The recession indicator “that has a perfect record” in the US is now flashing red alert in Canada. Canada’s 10-2 treasury yield spread officially inverted in July. The spread has been flattening since 2017, but finally turned negative last month. The yield curve inversion indicates investor expectations for the future are spiraling lower. We know, none of that made sense to the average person. Don’t worry, here’s a plain english guide to why your portfolio manager is randomly sobbing.
Bonds and Yield Curves
First, here’s a quick refresher (or intro) to bonds and yield curves, for those that need one. Bonds are a way for issuers to raise money, for a predetermined set of time. In exchange for the cash, issuers give regular payments over the term – called coupons. Bond yields, in its simplest form, are the annual total of the coupons, as a percentage of the face value. The rest, i.e. the face value, is returned at the end of the duration. The general rule is, the higher the return, the more risk is assumed. Longer terms usually have greater risk, since the future is less clear the further out you go.
The yield curve is a plot of bond yields from an issuer, usually a government, by length of time to maturity. A healthy yield curve slopes higher as it moves further to the right of the graph. That is, the longer the bond offer, the higher the yield should be. Under normal circumstances, a 10-year Government of Canada bond pays more than a 2-year.
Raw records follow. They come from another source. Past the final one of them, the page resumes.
//! Configuration Management
//!
//! Handles persistent configuration storage for dpctl and turns it into
//! client options and retry policies.

use crate::cloud::{
    CloudConfiguration, ExponentialBackoffConfig, RetryPolicy, ServiceConfiguration,
    TransportOptions, DEFAULT_POLL_FREQUENCY,
};
use crate::error::{Error, Result};
use serde::{Deserialize, Serialize};
use std::collections::BTreeMap;
use std::path::{Path, PathBuf};
use std::time::Duration;

/// Default cloud environment
const DEFAULT_ENVIRONMENT: &str = "public";

/// User configuration
#[derive(Debug, Clone, Serialize, Deserialize, Default)]
pub struct Config {
    /// Cloud environment name (public, usgovernment, china)
    #[serde(default)]
    pub environment: Option<String>,
    /// Extra or overriding services, keyed by service name
    #[serde(default)]
    pub services: BTreeMap<String, ServiceConfiguration>,
    /// Prepended to the User-Agent
    #[serde(default)]
    pub application_id: Option<String>,
    /// Seconds between long-running operation polls
    #[serde(default)]
    pub poll_interval_secs: Option<u64>,
    #[serde(default)]
    pub retry: RetrySettings,
    #[serde(default)]
    pub transport: TransportOptions,
}

/// Retry decorator settings as stored on disk
#[derive(Debug, Clone, Serialize, Deserialize)]
#[serde(default)]
pub struct RetrySettings {
    /// Regular expressions matched against error messages
    pub error_patterns: Vec<String>,
    pub initial_interval_ms: u64,
    pub multiplier: f64,
    pub randomization_factor: f64,
    pub max_interval_ms: u64,
    /// 0 means no elapsed-time limit
    pub max_elapsed_ms: u64,
}

impl Default for RetrySettings {
    fn default() -> Self {
        let backoff = ExponentialBackoffConfig::default();
        Self {
            error_patterns: Vec::new(),
            initial_interval_ms: backoff.initial_interval.as_millis() as u64,
            multiplier: backoff.multiplier,
            randomization_factor: backoff.randomization_factor,
            max_interval_ms: backoff.max_interval.as_millis() as u64,
            max_elapsed_ms: backoff
                .max_elapsed_time
                .map(|d| d.as_millis() as u64)
                .unwrap_or(0),
        }
    }
}

impl RetrySettings {
    pub fn backoff(&self) -> ExponentialBackoffConfig {
        ExponentialBackoffConfig {
            initial_interval: Duration::from_millis(self.initial_interval_ms),
            randomization_factor: self.randomization_factor,
            multiplier: self.multiplier,
            max_interval: Duration::from_millis(self.max_interval_ms),
            max_elapsed_time: (self.max_elapsed_ms > 0)
                .then(|| Duration::from_millis(self.max_elapsed_ms)),
        }
    }
}

impl Config {
    /// Get the config file path
    fn config_path() -> Option<PathBuf> {
        dirs::config_dir().map(|p| p.join("dpctl").join("config.json"))
    }

    /// Load configuration from disk
    pub fn load() -> Self {
        let Some(path) = Self::config_path() else {
            return Self::default();
        };

        if !path.exists() {
            return Self::default();
        }

        match std::fs::read_to_string(&path) {
            Ok(content) => serde_json::from_str(&content).unwrap_or_else(|e| {
                tracing::warn!("Ignoring unreadable config {:?}: {}", path, e);
                Self::default()
            }),
            Err(_) => Self::default(),
        }
    }

    /// Save configuration to disk
    pub fn save(&self) -> Result<()> {
        let Some(path) = Self::config_path() else {
            return Ok(());
        };
        self.save_to(&path)
    }

    fn save_to(&self, path: &Path) -> Result<()> {
        // Create parent directory
        if let Some(parent) = path.parent() {
            std::fs::create_dir_all(parent)
                .map_err(|e| Error::Config(format!("failed to create {:?}: {}", parent, e)))?;
        }

        let content = serde_json::to_string_pretty(self)?;
        std::fs::write(path, content)
            .map_err(|e| Error::Config(format!("failed to write {:?}: {}", path, e)))?;

        Ok(())
    }

    /// Effective environment name (CLI > config > public)
    pub fn effective_environment(&self) -> String {
        self.environment
            .clone()
            .unwrap_or_else(|| DEFAULT_ENVIRONMENT.to_string())
    }

    /// Environment preset with configured services merged on top
    pub fn cloud(&self) -> Result<CloudConfiguration> {
        let name = self.effective_environment();
        let mut cloud = CloudConfiguration::from_name(&name).ok_or_else(|| {
            Error::Config(format!("unknown cloud environment `{}`", name))
        })?;
        for (service, configuration) in &self.services {
            cloud = cloud.with_service(service, configuration.clone());
        }
        Ok(cloud)
    }

    pub fn poll_frequency(&self) -> Duration {
        self.poll_interval_secs
            .map(Duration::from_secs)
            .unwrap_or(DEFAULT_POLL_FREQUENCY)
    }

    /// Retry policy from the stored settings; `None` when no patterns are set
    pub fn retry_policy(&self) -> Result<Option<RetryPolicy>> {
        if self.retry.error_patterns.is_empty() {
            return Ok(None);
        }
        RetryPolicy::from_patterns(self.retry.backoff(), &self.retry.error_patterns).map(Some)
    }

    /// Set environment and save
    pub fn set_environment(&mut self, environment: &str) -> Result<()> {
        if CloudConfiguration::from_name(environment).is_none() {
            return Err(Error::Config(format!(
                "unknown cloud environment `{}`",
                environment
            )));
        }
        self.environment = Some(environment.to_string());
        self.save()
    }
}

#[cfg(test)]
mod tests {
    use super::*;

    #[test]
    fn test_defaults() {
        let config = Config::default();
        assert_eq!(config.effective_environment(), "public");
        assert_eq!(config.poll_frequency(), Duration::from_secs(10));
        assert!(config.retry_policy().unwrap().is_none());
    }

    #[test]
    fn test_partial_json_fills_defaults() {
        let config: Config = serde_json::from_str(
            r#"{
                "environment": "china",
                "services": {"custom": {"endpoint": "https://custom.example", "audience": "https://custom.example"}},
                "retry": {"error_patterns": ["(?i)throttl"], "initial_interval_ms": 10},
                "transport": {"max_retries": 0}
            }"#,
        )
        .unwrap();

        let cloud = config.cloud().unwrap();
        assert!(cloud.service("custom").is_some());
        assert_eq!(
            cloud.service("resourceManager").unwrap().endpoint,
            "https://management.chinacloudapi.cn"
        );

        let policy = config.retry_policy().unwrap().unwrap();
        assert_eq!(policy.patterns().len(), 1);
        assert_eq!(config.retry.multiplier, 1.5);
        assert_eq!(config.retry.backoff().initial_interval, Duration::from_millis(10));
        assert_eq!(config.transport.max_retries, 0);
        assert_eq!(config.transport.retry_delay, Duration::from_millis(800));
    }

    #[test]
    fn test_unknown_environment() {
        let config = Config {
            environment: Some("mars".to_string()),
            ..Config::default()
        };
        assert!(config.cloud().is_err());
    }

    #[test]
    fn test_set_unknown_environment_is_config_error() {
        let mut config = Config::default();
        let err = config.set_environment("mars").unwrap_err();
        assert!(matches!(err, Error::Config(ref msg) if msg.contains("mars")));
        assert_eq!(config.environment, None);
    }

    #[test]
    fn test_save_to_unwritable_path_is_config_error() {
        let dir = std::env::temp_dir().join(format!("dpctl-config-{}", std::process::id()));
        std::fs::create_dir_all(&dir).unwrap();
        // A directory where the file should go makes the write fail
        let target = dir.join("config.json");
        std::fs::create_dir_all(&target).unwrap();

        let err = Config::default().save_to(&target).unwrap_err();
        assert!(matches!(err, Error::Config(_)));

        let ok = dir.join("nested").join("config.json");
        Config::default().save_to(&ok).unwrap();
        let reloaded: Config = serde_json::from_str(&std::fs::read_to_string(&ok).unwrap()).unwrap();
        assert_eq!(reloaded.effective_environment(), "public");

        std::fs::remove_dir_all(&dir).unwrap();
    }

    #[test]
    fn test_zero_elapsed_means_unbounded() {
        let settings = RetrySettings {
            max_elapsed_ms: 0,
            ..RetrySettings::default()
        };
        assert_eq!(settings.backoff().max_elapsed_time, None);
    }
}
It’s not easy to know what will happen in two years, but it’s usually easier to guess than 10-years out.
Example Yield Curve
An example of a typical “healthy” yield curve, with yields rising as term lengths increase.
Source: Better Dwelling.
An unhealthy yield curve slopes lower as it moves further right on the graph. As longer term rates begin to drop, the yield curve “flattens,” as risk piles on. If the curve slopes down, and longer-term bonds return less than near-term, there’s a problem. Investors are demonstrating they believe the future is less risky than today. This is an ominous sign, often indicative of a recession, and known as yield curve inversion. Now that you’re on your way to being the next Bill Gross, here’s what we’re looking at today.
The 10-2 Treasury Yield Spread
A common yield curve watched is the 10-2 (pronounced ten-two), from governments. This is the difference between the yield of a 10-year bond, and a 2-year bond from the same issuer. Ideally, when watching this you want to see a positive spread. Meaning the longer-term (10-year) is higher than the short-term (2-year). When the spread is negative, the 2-year is higher than the 10-year, we get yield curve inversion.
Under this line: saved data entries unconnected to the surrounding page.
//! Error types
//!
//! Every failure in the request/poll/retry engine surfaces as an [`Error`].
//! Only the retry decorator decides whether an error is worth another attempt;
//! everything else just hands it upward.

use reqwest::StatusCode;
use serde_json::Value;
use std::fmt;
use thiserror::Error;

/// Client error type
#[derive(Debug, Error)]
pub enum Error {
    /// Target URL could not be parsed
    #[error("failed to parse url `{url}`: {source}")]
    UrlParse {
        url: String,
        #[source]
        source: url::ParseError,
    },

    /// Remote service answered with a status the operation does not accept
    #[error(transparent)]
    Response(#[from] ResponseError),

    /// Retry decorator used without a backoff or without error patterns
    #[error("retry is not configured: {0}")]
    NotConfigured(String),

    /// Body could not be encoded, or the response could not be decoded
    #[error("serialization error: {0}")]
    Serialization(#[from] serde_json::Error),

    /// Long-running operation finished in a failed state
    #[error(transparent)]
    Poll(#[from] PollError),

    /// Caller cancelled the operation
    #[error("operation cancelled")]
    Cancelled,

    /// Request could not be sent or the body could not be read
    #[error("transport error: {0}")]
    Transport(#[from] reqwest::Error),

    /// Credential failed to produce a token
    #[error("failed to acquire access token: {0}")]
    Credential(String),

    /// Resource id or resource type string is malformed
    #[error("invalid resource id: {0}")]
    InvalidResourceId(String),

    /// A retry pattern failed to compile
    #[error("invalid retry pattern `{pattern}`: {source}")]
    InvalidPattern {
        pattern: String,
        #[source]
        source: regex::Error,
    },

    /// URL resolved to a service with no endpoint configuration
    #[error("no configuration for cloud service `{0}`")]
    UnknownService(String),

    /// Stored or supplied configuration is unusable
    #[error("invalid configuration: {0}")]
    Config(String),
}

/// Result type for client operations
pub type Result<T> = std::result::Result<T, Error>;

/// A response whose status code the operation does not accept.
///
/// Carries the raw body so the caller can see what the service said; the
/// `Display` output includes it, which is what retry patterns match against.
#[derive(Debug, Clone)]
pub struct ResponseError {
    pub method: String,
    pub url: String,
    pub status: StatusCode,
    /// `error.code` from the body, or the `x-ms-error-code` header
    pub error_code: Option<String>,
    pub body: String,
}

impl ResponseError {
    pub(crate) fn new(
        method: &str,
        url: &str,
        status: StatusCode,
        header_code: Option<String>,
        body: String,
    ) -> Self {
        let error_code = header_code.or_else(|| error_code_from_body(&body));
        Self {
            method: method.to_string(),
            url: url.to_string(),
            status,
            error_code,
            body,
        }
    }
}

impl fmt::Display for ResponseError {
    fn fmt(&self, f: &mut fmt::Formatter<'_>) -> fmt::Result {
        write!(f, "{} {}: unexpected status {}", self.method, self.url, self.status)?;
        if let Some(code) = &self.error_code {
            write!(f, ", error code {}", code)?;
        }
        if !self.body.is_empty() {
            write!(f, "\n{}", self.body)?;
        }
        Ok(())
    }
}

impl std::error::Error for ResponseError {}

/// A long-running operation that reached a failed or canceled terminal state
#[derive(Debug, Clone)]
pub struct PollError {
    /// Terminal status reported by the service, e.g. `Failed`; empty when the
    /// status monitor answered without one
    pub status: String,
    /// Last payload returned by the status monitor
    pub payload: Option<Value>,
}

impl fmt::Display for PollError {
    fn fmt(&self, f: &mut fmt::Formatter<'_>) -> fmt::Result {
        if self.status.is_empty() {
            write!(f, "long-running operation status response did not contain a status")?;
        } else {
            write!(f, "long-running operation finished with status {}", self.status)?;
        }
        if let Some(payload) = &self.payload {
            if let Some(error) = payload.get("error") {
                write!(f, ": {}", error)?;
            } else {
                write!(f, ": {}", payload)?;
            }
        }
        Ok(())
    }
}

impl std::error::Error for PollError {}

/// Pull `error.code` (or a top-level `code`) out of an error body
fn error_code_from_body(body: &str) -> Option<String> {
    let value: Value = serde_json::from_str(body).ok()?;
    value
        .get("error")
        .and_then(|e| e.get("code"))
        .or_else(|| value.get("code"))
        .and_then(|c| c.as_str())
        .map(|s| s.to_string())
}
The 10-2 is common due to the distinct sensitivity and demand influence. 10-year treasuries are most influenced by investor expectations of the future. Since they’re long dated, they aren’t as volatile as shorter-terms. The 2-year more closely resembles the overnight rate. These shorter-term bonds tend to reflect the movements of consumer borrowing rates. So when the 2-year rises above the 10-year, investors have turned bearish – the consumer just has no idea. In plain english, investors are demonstrating they think borrowing to buy an asset near term means you’re probably overpaying for the asset.
Note, demonstrating is distinct from saying something. Often the words don’t align with the actions of an institution. Traders have a mantra that describes this, “trade what you see, not what you know.” The reason is, by the time someone tells you they see an issue, they’ve already prepared themselves. Otherwise, they risk losing liquidity, which impacts their profits.
Canada’s 10-2 Yield Curve Inversion
Canada’s yield curve inverted last month, for the first time since the Great Recession. The 10-year Government of Canada bond yield fell to 1.49% in July, a decline of just 1 bp from June. The 2-year Government of Canada bond jumped to 1.55%, rising 9 bps in a month. Canada hasn’t seen the spread fall this low in over 10 years, and even then it was only for a few months.
Canadian Yield Curve (10-2 Treasury Spread)
The spread between the 10 and 2-year Government of Canada benchmark bond yields, as reported monthly.
Source: Bank of Canada, Better Dwelling.
Canada’s 10-2 yield curve has inverted before, usually followed by recession. Going back to 1980, the 10-2 inverted in the early 1980s, from 1988 to 1990, mid-2000, and mid-2007. It’s usually not a great sign of things to come. Each one of those followed with a technical recession, with one exception.
Canada’s 10-2 inverted in the year 2000, without a technical recession. GDP did not fall for two consecutive quarters shortly after inversion. Unemployment did rise 90bps, and nine interest rate cuts were made. One of the few reasons GDP didn’t print a recession was oil prices surged. In the year 2000, oil prices reached the highest levels since 1990, helping to bolster the GDP print. No technical recession was made, it just felt like one.
“Those who say things are different each time are probably counting on the fact that it will take about 2 years to know for sure, so who’s going to remember?”
— Arturo Estrella, the economist that first noted the relation of yield curve inversion and recessions. 2019.
There’s some discussion that “this time is different.” Which is usually what’s said right before an issue boils up. After all, if they acknowledged the issue, they may be able to change the outcome. The fact that they aren’t, is typically what causes so much damage.